Die Möwe, ganz in ihrem Element, betrachtet Menschen, die vorbeigehen, in gleichem Masse müde wie verdriesslich. «Ihr Menschen, pah! Lasst mich einfach in Ruhe!»

Doch diese, angelockt von diesem schönen Tier, kommen immer näher, merken nicht, wie unerwünscht sie sind. Sie palavern auf Deutsch und Englisch und Japanisch und Chinesisch und Indisch und Arabisch. Plapperplapperplapper.

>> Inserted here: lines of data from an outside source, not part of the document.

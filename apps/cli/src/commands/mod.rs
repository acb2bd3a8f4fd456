//! Command-line surface

pub mod daemon;
pub mod job;

use anyhow::Result;
use clap::{Parser, Subcommand};
use librarian_shared_config::ControlConfig;

use crate::client::ControlClient;
use crate::output::OutputFormat;

/// Librarian - remote control for the librarian daemon
#[derive(Parser, Debug)]
#[command(name = "librarian")]
#[command(version, about = "Remote control for the librarian daemon", long_about = None)]
pub struct Cli {
    /// Control server URL (default: derived from LIBRARIAN_BIND_ADDRESS and LIBRARIAN_PORT)
    #[arg(long, global = true, env = "LIBRARIAN_URL")]
    pub url: Option<String>,

    /// Control token, sent as a bearer token
    #[arg(long, global = true, env = "LIBRARIAN_API_TOKEN", hide_env_values = true)]
    pub token: Option<String>,

    /// Print raw JSON responses
    #[arg(long, global = true)]
    pub json: bool,

    #[command(subcommand)]
    pub command: Command,
}

#[derive(Subcommand, Debug)]
pub enum Command {
    /// Manage the daemon
    Daemon {
        #[command(subcommand)]
        command: daemon::DaemonCommand,
    },
    /// Submit a command to the daemon
    Enqueue(job::EnqueueArgs),
    /// Show one job
    Job {
        /// Job id, or the id requested at submission
        id: String,
    },
}

impl Cli {
    pub fn format(&self) -> OutputFormat {
        if self.json {
            OutputFormat::Json
        } else {
            OutputFormat::Text
        }
    }

    /// Control settings from the environment, overridden by flags
    pub fn control_config(&self) -> Result<ControlConfig> {
        let mut config = ControlConfig::from_env()?;
        if let Some(url) = &self.url {
            config.url = Some(url.clone());
        }
        if let Some(token) = &self.token {
            config.client_token = Some(token.clone());
        }
        Ok(config)
    }
}

pub async fn run(cli: Cli) -> Result<()> {
    let format = cli.format();
    let config = cli.control_config()?;
    let client = ControlClient::from_config(&config)?;

    match cli.command {
        Command::Daemon { command } => daemon::daemon(command, &client, format).await,
        Command::Enqueue(args) => job::enqueue(args, &client, format).await,
        Command::Job { id } => job::show(&id, &client, format).await,
    }
}
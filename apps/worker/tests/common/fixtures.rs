//! Test fixtures for worker integration tests
//!
//! Provides template directories and daemon builders.

use std::fs;
use std::sync::Arc;
use std::time::Duration;

use librarian_worker::{Daemon, Job, JobStatus};
use tempfile::TempDir;

/// Upper bound for anything a test waits on
pub const TEST_TIMEOUT: Duration = Duration::from_secs(5);

/// Template directory populated with `(name, toml body)` pairs
pub fn template_dir(files: &[(&str, &str)]) -> TempDir {
    let dir = tempfile::tempdir().expect("create template dir");
    for (name, body) in files {
        fs::write(dir.path().join(format!("{}.toml", name)), body).expect("write template");
    }
    dir
}

/// Wait for a job to reach a terminal state, failing the test on timeout
pub async fn finish(job: &Arc<Job>) -> JobStatus {
    tokio::time::timeout(TEST_TIMEOUT, job.wait_terminal())
        .await
        .expect("job did not finish in time")
}

/// Wait until `job` reports running
pub async fn until_running(job: &Arc<Job>) {
    let running = librarian_test_utils::wait_until(TEST_TIMEOUT, || {
        job.status() == JobStatus::Running
    })
    .await;
    assert!(running, "job {} never started", job.id);
}

/// Ids of every job in the registry, in submission order
pub fn job_ids(daemon: &Daemon) -> Vec<String> {
    daemon.registry().list().iter().map(|j| j.id.clone()).collect()
}
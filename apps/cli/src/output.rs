//! Human and JSON rendering of control server responses

use anyhow::Result;
use serde::Serialize;

use crate::models::{DaemonStatus, JobView};

#[derive(Debug, Clone, Copy, PartialEq, Eq)]
pub enum OutputFormat {
    Text,
    Json,
}

/// Print `value` as JSON, or run `text` to print it for humans
pub fn format_or_json<T, F>(format: OutputFormat, value: &T, text: F) -> Result<()>
where
    T: Serialize,
    F: FnOnce(),
{
    match format {
        OutputFormat::Json => println!("{}", serde_json::to_string_pretty(value)?),
        OutputFormat::Text => text(),
    }
    Ok(())
}

pub fn format_uptime(secs: u64) -> String {
    let hours = secs / 3600;
    let mins = (secs % 3600) / 60;
    let secs = secs % 60;

    if hours > 0 {
        format!("{}h {}m {}s", hours, mins, secs)
    } else if mins > 0 {
        format!("{}m {}s", mins, secs)
    } else {
        format!("{}s", secs)
    }
}

pub fn format_bytes(bytes: u64) -> String {
    const MIB: f64 = 1024.0 * 1024.0;
    format!("{:.1} MiB", bytes as f64 / MIB)
}

pub fn status_lines(status: &DaemonStatus) -> Vec<String> {
    let mut lines = vec![
        format!(
            "Status: {}",
            if status.shutting_down {
                "stopping"
            } else {
                "running"
            }
        ),
        format!("Uptime: {}", format_uptime(status.process.uptime_secs)),
    ];
    if let Some(memory) = status.process.memory_bytes {
        lines.push(format!("Memory: {}", format_bytes(memory)));
    }
    if let Some(cpu) = status.process.cpu_time_secs {
        lines.push(format!("CPU time: {:.1}s", cpu));
    }
    lines.push(format!(
        "Jobs: {} running, {} queued, {} finished (pool of {})",
        status.running.len(),
        status.queued.len(),
        status.finished.len(),
        status.pool_size
    ));
    for queue in &status.queues {
        lines.push(format!(
            "  {:<16} {}/{} running, {} queued",
            queue.queue, queue.running, queue.limit, queue.queued
        ));
    }
    lines
}

pub fn job_lines(job: &JobView) -> Vec<String> {
    let mut lines = vec![
        format!("Job {}: {}", job.id, job.status),
        format!("  task:   {}", job.task),
        format!("  queue:  {}", job.queue),
        format!("  client: {}", job.client),
    ];
    if let Some(parent) = &job.parent_id {
        lines.push(format!("  parent: {}", parent));
    }
    if !job.children_ids.is_empty() {
        lines.push(format!("  children: {}", job.children_ids.join(", ")));
    }
    if let Some(error) = &job.error {
        lines.push(format!("  error:  {}", error));
    }
    if let Some(output) = job.output.as_deref().filter(|o| !o.is_empty()) {
        lines.push(String::new());
        lines.extend(output.lines().map(str::to_string));
    }
    lines
}
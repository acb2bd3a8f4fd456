//! Command table
//!
//! Commands are resolved from the first two arguments of a job
//! (`namespace method`) against a table built once at startup. Nothing is
//! looked up by reflection; an unregistered pair is an `UnknownCommand`.

use std::collections::BTreeMap;
use std::sync::Arc;

use async_trait::async_trait;

use crate::context::JobContext;
use crate::error::{WorkerError, WorkerResult};

/// A runnable command
///
/// `args` holds only the parameters, without the namespace and method words.
#[async_trait]
pub trait Command: Send + Sync {
    async fn run(&self, ctx: &mut JobContext, args: &[String]) -> WorkerResult<()>;
}

fn command_key(namespace: &str, method: &str) -> String {
    format!("{}.{}", namespace.trim(), method.trim()).to_lowercase()
}

/// Closed registry of commands
#[derive(Clone, Default)]
pub struct CommandTable {
    commands: BTreeMap<String, Arc<dyn Command>>,
}

impl std::fmt::Debug for CommandTable {
    fn fmt(&self, f: &mut std::fmt::Formatter<'_>) -> std::fmt::Result {
        f.debug_struct("CommandTable")
            .field("commands", &self.commands.keys().collect::<Vec<_>>())
            .finish()
    }
}

impl CommandTable {
    pub fn new() -> Self {
        Self::default()
    }

    /// Register `handler` under `namespace method`, replacing any previous one
    pub fn register<C>(&mut self, namespace: &str, method: &str, handler: C) -> &mut Self
    where
        C: Command + 'static,
    {
        self.commands
            .insert(command_key(namespace, method), Arc::new(handler));
        self
    }

    /// Builder form of [`register`](Self::register)
    pub fn with<C>(mut self, namespace: &str, method: &str, handler: C) -> Self
    where
        C: Command + 'static,
    {
        self.register(namespace, method, handler);
        self
    }

    /// Find the command named by the first two arguments
    pub fn resolve(&self, args: &[String]) -> WorkerResult<Arc<dyn Command>> {
        let [namespace, method, ..] = args else {
            return Err(WorkerError::InvalidArgs(
                "expected a namespace and a method name".to_string(),
            ));
        };
        self.commands
            .get(&command_key(namespace, method))
            .cloned()
            .ok_or_else(|| WorkerError::UnknownCommand(format!("{} {}", namespace, method)))
    }

    pub fn contains(&self, args: &[String]) -> bool {
        self.resolve(args).is_ok()
    }

    /// Resolve and run a command inside `ctx`
    pub async fn dispatch(&self, ctx: &mut JobContext, args: &[String]) -> WorkerResult<()> {
        let command = self.resolve(args)?;
        command.run(ctx, &args[2..]).await
    }

    /// Registered command keys, sorted
    pub fn names(&self) -> Vec<String> {
        self.commands.keys().cloned().collect()
    }

    pub fn len(&self) -> usize {
        self.commands.len()
    }

    pub fn is_empty(&self) -> bool {
        self.commands.is_empty()
    }
}

#[cfg(test)]
mod tests {
    use super::*;

    struct Nothing;

    #[async_trait]
    impl Command for Nothing {
        async fn run(&self, _ctx: &mut JobContext, _args: &[String]) -> WorkerResult<()> {
            Ok(())
        }
    }

    fn args(words: &[&str]) -> Vec<String> {
        words.iter().map(|w| w.to_string()).collect()
    }

    #[test]
    fn test_resolve_is_case_insensitive() {
        let table = CommandTable::new().with("Library", "noop", Nothing);
        assert!(table.contains(&args(&["Library", "noop"])));
        assert!(table.contains(&args(&["library", "NOOP", "extra"])));
        assert_eq!(table.names(), vec!["library.noop"]);
    }

    #[test]
    fn test_unknown_command() {
        let table = CommandTable::new().with("Library", "noop", Nothing);
        let err = table.resolve(&args(&["Library", "explode"])).err().unwrap();
        assert!(matches!(err, WorkerError::UnknownCommand(ref name) if name == "Library explode"));
    }

    #[test]
    fn test_too_few_args() {
        let table = CommandTable::new();
        assert!(matches!(
            table.resolve(&args(&["Library"])),
            Err(WorkerError::InvalidArgs(_))
        ));
        assert!(matches!(table.resolve(&[]), Err(WorkerError::InvalidArgs(_))));
    }
}
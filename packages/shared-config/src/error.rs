//! Configuration error types

use thiserror::Error;

/// Configuration-related errors
#[derive(Error, Debug)]
pub enum ConfigError {
    /// Invalid value for environment variable
    #[error("invalid value for {0}: {1}")]
    InvalidValue(String, String),

    /// Bind address that is neither an IP nor a host name
    #[error("invalid bind address: {0:?}")]
    InvalidAddress(String),

    /// Control URL the CLI cannot use
    #[error("invalid URL for {0}: {1} (expected http:// or https://)")]
    InvalidUrl(String, String),
}

/// Result type for configuration operations
pub type ConfigResult<T> = Result<T, ConfigError>;
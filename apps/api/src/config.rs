//! Daemon configuration

use anyhow::{bail, Context, Result};
use librarian_shared_config::{CommonConfig, ControlConfig, Environment};
use librarian_worker::WorkerConfig;

/// Daemon configuration loaded from environment variables
#[derive(Debug, Clone)]
pub struct Config {
    /// Configuration shared with the CLI
    pub common: CommonConfig,

    /// Pool, queue, template and scheduler settings
    pub worker: WorkerConfig,
}

impl Config {
    /// Load configuration from environment variables
    ///
    /// Binding a non-loopback address without any token is refused here so
    /// the daemon fails before it builds anything. The server checks the same
    /// rule again right before it binds.
    pub fn from_env() -> Result<Self> {
        let common = CommonConfig::from_env().context("Failed to load control configuration")?;
        let worker = WorkerConfig::from_env()?;

        let config = Self { common, worker };
        config.validate()?;
        Ok(config)
    }

    /// Check cross-field rules
    pub fn validate(&self) -> Result<()> {
        let control = self.control();
        if !control.is_loopback() && !control.has_tokens() {
            bail!(
                "Authentication required: refusing to bind {} without LIBRARIAN_API_TOKENS",
                control.bind_address
            );
        }
        if self.is_production() && !control.has_tokens() {
            tracing::warn!(
                "No control tokens configured in production; the control server only listens on loopback"
            );
        }
        Ok(())
    }

    pub fn control(&self) -> &ControlConfig {
        &self.common.control
    }

    pub fn environment(&self) -> Environment {
        self.common.environment
    }

    pub fn is_production(&self) -> bool {
        self.common.environment.is_production()
    }
}
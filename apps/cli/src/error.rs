//! Error types for the control client

use thiserror::Error;

/// Errors that can occur when talking to the control server
#[derive(Error, Debug)]
pub enum ClientError {
    /// The server answered with a non-2xx status; the body is kept verbatim
    #[error("HTTP {status}: {body}")]
    Http { status: u16, body: String },

    /// Nothing is listening at the control address
    #[error("Daemon not running at {0}")]
    NotRunning(String),

    /// HTTP request failed
    #[error("HTTP request failed: {0}")]
    Request(#[from] reqwest::Error),

    /// Failed to serialize/deserialize JSON
    #[error("JSON error: {0}")]
    Json(#[from] serde_json::Error),
}

impl ClientError {
    pub fn is_not_running(&self) -> bool {
        matches!(self, ClientError::NotRunning(_))
    }

    /// HTTP status, when the server answered at all
    pub fn status(&self) -> Option<u16> {
        match self {
            ClientError::Http { status, .. } => Some(*status),
            _ => None,
        }
    }
}

/// Result type for control client operations
pub type ClientResult<T> = Result<T, ClientError>;
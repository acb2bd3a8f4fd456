//! Library commands

use async_trait::async_trait;

use crate::context::JobContext;
use crate::dispatcher::Command;
use crate::error::WorkerResult;

/// Does nothing and succeeds
#[derive(Debug, Default, Clone, Copy)]
pub struct Noop;

#[async_trait]
impl Command for Noop {
    async fn run(&self, ctx: &mut JobContext, _args: &[String]) -> WorkerResult<()> {
        ctx.debug("noop");
        Ok(())
    }
}
//! Mailer that records digests for assertions

use std::sync::{Arc, Mutex};

use async_trait::async_trait;
use librarian_worker::{EmailDigest, Mailer, WorkerResult};

/// Keeps every delivered digest in memory
///
/// Clones share the same list.
#[derive(Debug, Default, Clone)]
pub struct RecordingMailer {
    sent: Arc<Mutex<Vec<EmailDigest>>>,
}

impl RecordingMailer {
    pub fn new() -> Self {
        Self::default()
    }

    /// Digests delivered so far
    pub fn sent(&self) -> Vec<EmailDigest> {
        self.sent.lock().unwrap_or_else(|e| e.into_inner()).clone()
    }

    /// Digests delivered for one job
    pub fn sent_for(&self, job_id: &str) -> Vec<EmailDigest> {
        self.sent()
            .into_iter()
            .filter(|digest| digest.job_id == job_id)
            .collect()
    }
}

#[async_trait]
impl Mailer for RecordingMailer {
    async fn deliver(&self, digest: EmailDigest) -> WorkerResult<()> {
        self.sent
            .lock()
            .unwrap_or_else(|e| e.into_inner())
            .push(digest);
        Ok(())
    }
}
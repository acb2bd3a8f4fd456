//! Librarian job engine
//!
//! In-process job scheduling for the librarian daemon:
//!
//! - [`registry`]: every job the daemon has seen, with status snapshots
//! - [`admission`]: per-queue concurrency ceilings
//! - [`pool`]: the [`Daemon`] service that runs jobs on a bounded pool,
//!   including inline children and cancellation
//! - [`context`]: execution context handed to commands
//! - [`notifications`]: log and email propagation up the job tree
//! - [`dispatcher`]: the closed command table
//! - [`template`], [`interval`], [`scheduler`]: periodic tasks

pub mod admission;
pub mod config;
pub mod context;
pub mod dispatcher;
pub mod error;
pub mod interval;
pub mod job;
pub mod jobs;
pub mod notifications;
pub mod pool;
pub mod registry;
pub mod scheduler;
pub mod template;

pub use config::WorkerConfig;
pub use context::JobContext;
pub use dispatcher::{Command, CommandTable};
pub use error::{ErrorSeverity, WorkerError, WorkerResult};
pub use job::{EnvFlags, Job, JobRecord, JobStatus};
pub use notifications::{EmailDigest, Mailer, TracingMailer};
pub use pool::{Daemon, EnqueueOptions};
pub use registry::{QueueMetrics, StatusSnapshot};
pub use scheduler::PeriodicScheduler;
pub use template::TemplateStore;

Die Möwe, die sich übrigens wünscht, man würde sie mit V schreiben statt mit diesem nichts von einem Buchstaben, diesem w, diesem Gesäusel, diesem halbgespuckten, halb verschluckten Etwas, die Möwe sass da und fragte sich, ob es gegen diese Affenartigen kein Mittel gäbe. Ich blieb vor dem Tier stehen und krächzte sie an: «quiii quiiii quiiii!» Mehr als diese Höflichkeit habe ich noch nicht gelernt und die ist, gerade in der Aussprache der letzten iii's, äusserst schwierig, will man nicht aus Versehen etwas krächzen wie: «Du hast Unterwäsche auf dem Kopf!»

 

Dem Vogelvieh aber langte es. Die Möwe schaute mich zwar erst etwas verblüfft und dann freundlich an, aber es war ihr nicht geheuer. Mit trägem Flügelschlag liess sie sich vom Geländer fallen und auf die andere Seite des Flusses treiben.

 

Meeue, Qağayılar, Аҡсарлаҡтар, Galebovi, Laridae, Gull, Mevo, Lokit, Faoileog, Gaivotas, Camar, Máfar, Miewe usw. usf.